RO'CK of Ages: From Boom Days to Zoom Days
- Author: Paul Howard
- Illustrator: Alan Clarke
- Cover artist: Alan Clarke
- Language: English
- Series: Ross O'Carroll-Kelly
- Genre: Serial
- Set in: Dublin, 2007–2020
- Publisher: Sandycove
- Publication date: 1 April 2021
- Publication place: Ireland
- Media type: Paperback
- Pages: 368
- ISBN: 978-1-84488-569-5
- Dewey Decimal: 823.92

= RO'CK of Ages =

2021 non-fiction book by Paul Howard

RO'CK of Ages: From Boom Days to Zoom Days is a 2021 book by Irish journalist and author Paul Howard, as part of the Ross O'Carroll-Kelly series. It is a compilation of newspaper columns previously published in The Irish Times between 2007 and 2021.

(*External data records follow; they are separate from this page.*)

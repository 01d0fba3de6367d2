mod calendar;
mod config;
mod dashboard;
mod errors;
mod filter;
mod finance;
mod generation;
mod hiring;
mod llm_client;
mod models;
mod operations;
mod people;
mod routes;
mod seed;
mod state;
mod store;
mod time_off;
mod workspace;

use anyhow::Result;
use std::net::SocketAddr;
use std::sync::Arc;
use tower_http::{cors::CorsLayer, trace::TraceLayer};
use tracing::info;
use tracing_subscriber::{layer::SubscriberExt, util::SubscriberInitExt, EnvFilter};

use crate::config::Config;
use crate::llm_client::{LanguageModel, LlmClient};
use crate::routes::build_router;
use crate::state::AppState;

#[tokio::main]
async fn main() -> Result<()> {
    // Load configuration first (fails on missing required env vars)
    let config = Config::from_env()?;

    // Initialize structured logging
    tracing_subscriber::registry()
        .with(EnvFilter::try_from_default_env().unwrap_or_else(|_| {
            EnvFilter::new(format!("{}={}", env!("CARGO_PKG_NAME"), &config.rust_log))
        }))
        .with(tracing_subscriber::fmt::layer())
        .init();

    info!("Starting HR Desk API v{}", env!("CARGO_PKG_VERSION"));

    // Initialize LLM client
    let llm: Arc<dyn LanguageModel> = Arc::new(LlmClient::new(config.anthropic_api_key.clone())?);
    info!("LLM client initialized (model: {})", llm_client::MODEL);

    // Build app state; every store starts from the seed fixtures
    let state = AppState::new(config.clone(), llm);
    info!("Workspace seeded (anchor: {})", config.anchor_date());

    // Build router
    let app = build_router(state)
        .layer(TraceLayer::new_for_http())
        .layer(CorsLayer::permissive());

    let addr: SocketAddr = format!("0.0.0.0:{}", config.port).parse()?;
    info!("Listening on {addr}");

    let listener = tokio::net::TcpListener::bind(addr).await?;
    axum::serve(listener, app).await?;

    Ok(())
}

The title is a reference to the hymn "Rock of Ages", the Irish economic boom, and the use of Zoom during the COVID-19 pandemic.

==Reception==

Eugene O'Brien wrote in an Irish Times review, "There is a truth in fiction, and in Howard's work, satire provides the mode for the telling of this truth. His parallel Ireland is a mirror though which we can smile at the “real” Ireland, but also learn more about it than it is often willing to teach."

Niamh Donnelly, in the same paper, wrote that "[Ross'] misguided wisdom seems to grow ever more salient as the years go by."